WASHINGTON, April 15 - Building on 11 years of observations, astronomers say three giant planets have been detected around a sunlike star 265 trillion miles away - representing the first planetary system that scientists think could be like our own.
        THE TRIPLE DETECTION, announced Thursday by a team of seasoned planet-hunters, adds new glimmers of hope to the search for Earthlike planets and perhaps even extraterrestrial life. It firms up the argument that these worlds are indeed planets rather than brown dwarfs or captured stars. But it also poses new puzzles.
        "Today, with the discovery of the first planetary system beyond our own, we are witnessing the emergence of a new era in human exploration, " declared Geoffrey Marcy, an astronomer at San Francisco State University and one of the system's discoverers. Just as past cultures looked from their own lands across seas and skies, earthlings were now beginning "a reconnaissance, if you will, of planets around other stars," he said.
        Marcy and his longtime colleague in the search for extrasolar planets, R. Paul Butler of the Anglo-Australian Observatory, detected the first planet around Upsilon Andromedae in 1996, using what has become a standard method: They tracked a pattern of Doppler shifts in the spectrum of light from the star, which hints at a wobble caused by the gravitational pull of the circling planet. About 20 distant worlds have been detected in this manner.
        In the case of Upsilon Andromedae, there was an extra wobble, even after the first planet's gravitational pull was taken into effect. Butler, Marcy and other researchers from San Francisco State, the Harvard-Smithsonian Center for Astrophysics and the High Altitude Observatory in Boulder, Col., determined that the extra wobble could only be explained by the presence of two additional planets. A computer simulation confirmed that the orbits could be stable.
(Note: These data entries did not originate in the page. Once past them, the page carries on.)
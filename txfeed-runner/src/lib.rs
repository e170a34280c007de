//! txfeed runner: replay configuration and orchestration.
//!
//! This crate builds on `txfeed-core` to provide:
//! - TOML run configuration with per-source defaults and CLI overrides
//! - Source selection (date-range loads vs. archive replays)
//! - Upload and inspect entry points with typed errors and exit codes

pub mod config;
pub mod runner;

pub use config::{ConfigError, ConfigOverrides, ReplayConfig, DATE_FORMAT, MAX_BACKOFF_STEP_SECS};
pub use runner::{inspect, load_source, run_upload, RunError, RunReport};

#[cfg(test)]
mod send_sync_checks {
    use super::*;

    fn assert_send<T: Send>() {}
    fn assert_sync<T: Sync>() {}

    #[test]
    fn replay_config_is_send_sync() {
        assert_send::<ReplayConfig>();
        assert_sync::<ReplayConfig>();
    }

    #[test]
    fn run_report_is_send_sync() {
        assert_send::<RunReport>();
        assert_sync::<RunReport>();
    }
}
//! Source kinds and file selection.
//!
//! Each source lives in a directory of date-named files with a fixed suffix,
//! e.g. `2020-05-01.parquet` or `2020-05-01_fraud.csv`. Selection compares
//! file names lexically against `{begin}{suffix}` and `{end}{suffix}`.

use super::error::DataError;
use super::{csv_reader, snapshot};
use crate::record::{Dataset, TRANSACTION_ID, TX_DATETIME};
use serde::{Deserialize, Serialize};
use std::fs;
use std::path::{Path, PathBuf};

/// On-disk encoding of a source file.
#[derive(Debug, Clone, Copy, PartialEq, Eq)]
pub enum FileFormat {
    Parquet,
    Csv,
}

/// Which feed a run reads from.
#[derive(Debug, Clone, Copy, PartialEq, Eq, Serialize, Deserialize)]
#[serde(rename_all = "snake_case")]
pub enum SourceKind {
    /// Daily transaction snapshots (`YYYY-MM-DD.parquet`).
    Transactions,
    /// Daily fraud labels (`YYYY-MM-DD_fraud.csv`).
    Fraud,
    /// Archived simulator output: every CSV in a directory, or one file.
    Archive,
}

impl SourceKind {
    pub fn suffix(self) -> &'static str {
        match self {
            SourceKind::Transactions => ".parquet",
            SourceKind::Fraud => "_fraud.csv",
            SourceKind::Archive => ".csv",
        }
    }

    pub fn format(self) -> FileFormat {
        match self {
            SourceKind::Transactions => FileFormat::Parquet,
            SourceKind::Fraud | SourceKind::Archive => FileFormat::Csv,
        }
    }

    /// Column the loaded dataset is ordered by.
    pub fn sort_key(self) -> &'static str {
        match self {
            SourceKind::Transactions | SourceKind::Fraud => TRANSACTION_ID,
            SourceKind::Archive => TX_DATETIME,
        }
    }

    pub fn name(self) -> &'static str {
        match self {
            SourceKind::Transactions => "transactions",
            SourceKind::Fraud => "fraud",
            SourceKind::Archive => "archive",
        }
    }
}

impl std::fmt::Display for SourceKind {
    fn fmt(&self, f: &mut std::fmt::Formatter<'_>) -> std::fmt::Result {
        f.write_str(self.name())
    }
}

/// Parse a single file in the given format.
pub fn read_file(path: &Path, format: FileFormat) -> Result<Dataset, DataError> {
    match format {
        FileFormat::Parquet => snapshot::read_snapshot(path),
        FileFormat::Csv => csv_reader::read_csv(path),
    }
}

/// Files in `dir` whose names end with `suffix` and fall lexically within
/// `[begin + suffix, end + suffix]`, sorted by name.
pub fn select_files(
    dir: &Path,
    begin: &str,
    end: &str,
    suffix: &str,
) -> Result<Vec<PathBuf>, DataError> {
    let lower = format!("{begin}{suffix}");
    let upper = format!("{end}{suffix}");

    let mut files = Vec::new();
    for entry in fs::read_dir(dir).map_err(|e| DataError::io(dir, e))? {
        let entry = entry.map_err(|e| DataError::io(dir, e))?;
        let name = entry.file_name();
        let Some(name) = name.to_str() else {
            continue;
        };
        if !name.ends_with(suffix) {
            continue;
        }
        if name >= lower.as_str() && name <= upper.as_str() {
            files.push(entry.path());
        }
    }

    files.sort();
    Ok(files)
}

/// File set for an archive replay: `loc` itself if it names a `.csv` file,
/// otherwise every regular file directly inside `loc`, sorted by name.
pub fn archive_files(loc: &Path) -> Result<Vec<PathBuf>, DataError> {
    if loc.extension().and_then(|e| e.to_str()) == Some("csv") {
        return Ok(vec![loc.to_path_buf()]);
    }

    let mut files = Vec::new();
    for entry in fs::read_dir(loc).map_err(|e| DataError::io(loc, e))? {
        let entry = entry.map_err(|e| DataError::io(loc, e))?;
        let path = entry.path();
        if path.is_file() {
            files.push(path);
        }
    }

    files.sort();
    Ok(files)
}
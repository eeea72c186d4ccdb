//! PDF text extraction via `pdf-extract`.

use std::panic::{catch_unwind, AssertUnwindSafe};

use docmark_core::{Error, Result};

pub fn to_markdown(bytes: &[u8]) -> Result<String> {
    if !bytes.starts_with(b"%PDF") {
        return Err(Error::Conversion("not a PDF file (missing %PDF header)".into()));
    }

    // pdf-extract panics on some malformed inputs instead of returning an error.
    let extracted = catch_unwind(AssertUnwindSafe(|| pdf_extract::extract_text_from_mem(bytes)))
        .map_err(|_| Error::Conversion("PDF parser aborted on malformed input".into()))?;

    let text = extracted
        .map_err(|e| Error::Conversion(format!("failed to extract text from PDF: {}", e)))?;

    // Form feeds mark page breaks.
    Ok(text.replace('\u{c}', "\n\n"))
}
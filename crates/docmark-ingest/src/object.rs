//! Object store access: `get(bucket, key) -> (bytes, contentType)`.

use std::path::{Component, Path, PathBuf};

use tracing::debug;

use docmark_core::{Error, Result};

/// Raw object content plus the MIME type the store declares for it.
#[derive(Debug, Clone, PartialEq, Eq)]
pub struct StoredObject {
    pub bytes: Vec<u8>,
    pub content_type: Option<String>,
}

/// Trait for object store backends.
pub trait ObjectStore: Send + Sync {
    /// Fetch an object. Fails with `ObjectNotFound` or `Access`.
    fn get(&self, bucket: &str, key: &str) -> Result<StoredObject>;
}

/// Object store laid out on disk as `root/<bucket>/<key>`.
pub struct FsObjectStore {
    root: PathBuf,
}

impl FsObjectStore {
    pub fn new(root: impl AsRef<Path>) -> Self {
        Self {
            root: root.as_ref().to_path_buf(),
        }
    }

    pub fn root(&self) -> &Path {
        &self.root
    }

    /// Store an object (used by uploaders and tests).
    pub fn put(&self, bucket: &str, key: &str, bytes: &[u8]) -> Result<()> {
        let path = self.object_path(bucket, key)?;
        if let Some(parent) = path.parent() {
            std::fs::create_dir_all(parent)?;
        }
        std::fs::write(&path, bytes)?;
        Ok(())
    }

    /// Resolve an object path, refusing anything that escapes the bucket directory.
    fn object_path(&self, bucket: &str, key: &str) -> Result<PathBuf> {
        if !is_plain_relative(bucket) || bucket.contains('/') || !is_plain_relative(key) {
            return Err(Error::Access(format!(
                "path traversal not allowed: {}/{}",
                bucket, key
            )));
        }
        Ok(self.root.join(bucket).join(key))
    }
}

impl ObjectStore for FsObjectStore {
    fn get(&self, bucket: &str, key: &str) -> Result<StoredObject> {
        let path = self.object_path(bucket, key)?;
        let bytes = std::fs::read(&path).map_err(|e| match e.kind() {
            std::io::ErrorKind::NotFound => Error::ObjectNotFound {
                bucket: bucket.to_string(),
                key: key.to_string(),
            },
            std::io::ErrorKind::PermissionDenied => {
                Error::Access(format!("{}/{}: {}", bucket, key, e))
            }
            _ if path.is_dir() => Error::ObjectNotFound {
                bucket: bucket.to_string(),
                key: key.to_string(),
            },
            _ => Error::Io(e),
        })?;

        debug!("Fetched {}/{} ({} bytes)", bucket, key, bytes.len());
        Ok(StoredObject {
            content_type: Some(guess_content_type(key).to_string()),
            bytes,
        })
    }
}

fn is_plain_relative(part: &str) -> bool {
    !part.is_empty()
        && Path::new(part)
            .components()
            .all(|c| matches!(c, Component::Normal(_)))
}

/// MIME type for a key, by extension.
pub fn guess_content_type(key: &str) -> &'static str {
    match crate::policy::extension_of(key).as_deref() {
        Some("pdf") => "application/pdf",
        Some("docx") => "application/vnd.openxmlformats-officedocument.wordprocessingml.document",
        Some("doc") => "application/msword",
        Some("html") | Some("htm") => "text/html",
        Some("png") => "image/png",
        Some("jpg") | Some("jpeg") => "image/jpeg",
        Some("gif") => "image/gif",
        Some("webp") => "image/webp",
        Some("txt") => "text/plain",
        _ => "application/octet-stream",
    }
}
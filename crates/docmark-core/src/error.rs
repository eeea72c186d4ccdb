//! Error types for docmark.

use thiserror::Error;

#[derive(Error, Debug)]
pub enum Error {
    #[error("Bad request: {0}")]
    BadRequest(String),

    #[error("Unsupported file type: {0}")]
    UnsupportedType(String),

    /// Unexported Google Docs placeholder (`.document`). The caller has to
    /// export the file before uploading it again.
    #[error(
        "'{0}' is a Google Docs shortcut, not a document. \
         Export it as .pdf or .docx (File > Download) and upload that file instead"
    )]
    ExportRequired(String),

    #[error("Object not found: s3://{bucket}/{key}")]
    ObjectNotFound { bucket: String, key: String },

    #[error("Access denied: {0}")]
    Access(String),

    #[error("Conversion error: {0}")]
    Conversion(String),

    #[error("Persistence error: {0}")]
    Persistence(String),

    #[error("Configuration error: {0}")]
    Configuration(String),

    #[error("Notification error: {0}")]
    Notification(String),

    #[error("IO error: {0}")]
    Io(#[from] std::io::Error),

    #[error("JSON error: {0}")]
    Json(#[from] serde_json::Error),
}

impl Error {
    /// HTTP-style status reported to direct-mode callers.
    pub fn status_code(&self) -> u16 {
        match self {
            Self::BadRequest(_)
            | Self::UnsupportedType(_)
            | Self::ExportRequired(_)
            | Self::Json(_) => 400,
            Self::Access(_) => 403,
            Self::ObjectNotFound { .. } => 404,
            Self::Conversion(_)
            | Self::Persistence(_)
            | Self::Configuration(_)
            | Self::Notification(_)
            | Self::Io(_) => 500,
        }
    }

    /// Stable machine-readable name of the error kind.
    pub fn code(&self) -> &'static str {
        match self {
            Self::BadRequest(_) => "bad_request",
            Self::UnsupportedType(_) => "unsupported_type",
            Self::ExportRequired(_) => "export_required",
            Self::ObjectNotFound { .. } => "object_not_found",
            Self::Access(_) => "access_denied",
            Self::Conversion(_) => "conversion_failed",
            Self::Persistence(_) => "persistence_failed",
            Self::Configuration(_) => "configuration",
            Self::Notification(_) => "notification_failed",
            Self::Io(_) => "io",
            Self::Json(_) => "bad_request",
        }
    }
}

pub type Result<T> = std::result::Result<T, Error>;

#[cfg(test)]
mod tests {
    use super::*;

    #[test]
    fn test_request_errors_are_client_errors() {
        assert_eq!(Error::BadRequest("x".into()).status_code(), 400);
        assert_eq!(Error::UnsupportedType(".exe".into()).status_code(), 400);
        assert_eq!(Error::ExportRequired("a.document".into()).status_code(), 400);
    }

    #[test]
    fn test_backend_errors_are_server_errors() {
        assert_eq!(Error::Conversion("bad".into()).status_code(), 500);
        assert_eq!(Error::Persistence("bad".into()).status_code(), 500);
        assert_eq!(Error::Notification("bad".into()).status_code(), 500);
        assert_eq!(Error::Configuration("bad".into()).status_code(), 500);
    }

    #[test]
    fn test_export_required_message_guides_user() {
        let msg = Error::ExportRequired("h2/file.document".into()).to_string();
        assert!(msg.contains("h2/file.document"));
        assert!(msg.contains(".pdf"));
        assert!(msg.contains(".docx"));
    }

    #[test]
    fn test_codes_distinguish_carve_out() {
        assert_ne!(
            Error::ExportRequired("a".into()).code(),
            Error::UnsupportedType("a".into()).code()
        );
    }
}
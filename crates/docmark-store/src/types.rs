//! Data types for result records.

use serde::{Deserialize, Serialize};

/// Conversion state of a result record.
#[derive(Debug, Clone, Copy, PartialEq, Eq, Serialize, Deserialize)]
#[serde(rename_all = "lowercase")]
pub enum ProcessingStatus {
    Pending,
    Completed,
    Failed,
}

impl ProcessingStatus {
    pub fn as_str(&self) -> &'static str {
        match self {
            Self::Pending => "pending",
            Self::Completed => "completed",
            Self::Failed => "failed",
        }
    }

    pub fn parse(s: &str) -> Option<Self> {
        match s {
            "pending" => Some(Self::Pending),
            "completed" => Some(Self::Completed),
            "failed" => Some(Self::Failed),
            _ => None,
        }
    }
}

impl std::fmt::Display for ProcessingStatus {
    fn fmt(&self, f: &mut std::fmt::Formatter<'_>) -> std::fmt::Result {
        f.write_str(self.as_str())
    }
}

/// A result record row from the database.
#[derive(Debug, Clone, PartialEq, Eq, Serialize, Deserialize)]
#[serde(rename_all = "camelCase")]
pub struct ResultRecord {
    pub file_hash: String,
    #[serde(skip_serializing_if = "Option::is_none")]
    pub text_content: Option<String>,
    pub processing_status: ProcessingStatus,
    pub created_at: i64,
    #[serde(skip_serializing_if = "Option::is_none")]
    pub updated_at: Option<i64>,
}
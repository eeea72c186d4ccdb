//! Shared application state.

use std::sync::Arc;

use chrono::{DateTime, Utc};
use docmark_core::WorkerConfig;
use docmark_ingest::{
    channel_for_topic, FsObjectStore, IngestWorker, MarkdownConverter, TypePolicy,
};
use docmark_store::{RecordStore, SqliteRecordStore};

/// Shared application state accessible from all route handlers.
pub struct AppState {
    pub config: WorkerConfig,
    pub worker: IngestWorker,
    pub records: Arc<SqliteRecordStore>,
    pub started_at: DateTime<Utc>,
}

impl AppState {
    /// Construct every client from configuration and wire them into the worker.
    pub fn new(config: WorkerConfig) -> docmark_core::Result<Self> {
        let paths = &config.data_paths;
        let objects = Arc::new(FsObjectStore::new(&paths.objects));
        let records = Arc::new(SqliteRecordStore::open(&paths.records)?);

        // Without a topic the channel is never used: batches fail before publishing.
        let notifier = channel_for_topic(
            config.notification_topic.as_deref().unwrap_or_default(),
            &paths.topics,
        );
        let policy = TypePolicy::new(config.allow_html, config.strict_mime);

        let worker = IngestWorker::new(
            objects,
            records.clone() as Arc<dyn RecordStore>,
            notifier,
            Arc::new(MarkdownConverter::new()),
        )
        .with_policy(policy)
        .with_topic(config.notification_topic.clone());

        Ok(Self {
            config,
            worker,
            records,
            started_at: Utc::now(),
        })
    }
}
        The researchers said they have submitted a paper on the subject to the Astrophysical Journal, drawing on observations made from the Lick Observatory in California and the Whipple Observatory in Arizona.
        Some skeptics have wondered whether the solitary objects detected using the Doppler method might actually be brown dwarfs or failed stars rather than planets. But the fact that three such objects were detected circling the same star should ease that second-guessing, said Charles Beichman, chief scientist for the Origins program at NASA's Jet Propulsion Laboratory.
        "It's just so spectacular, because in science we say, 'Well, we think it's like this. 'But there is no substitute for really demonstrating that you're right," he told MSNBC.
        The researchers said the new findings suggest that planetary systems like our own are abundant among the 200 billion stars in our galaxy alone. Butler said this was just the start of what he expected would become a huge database of distant solar systems.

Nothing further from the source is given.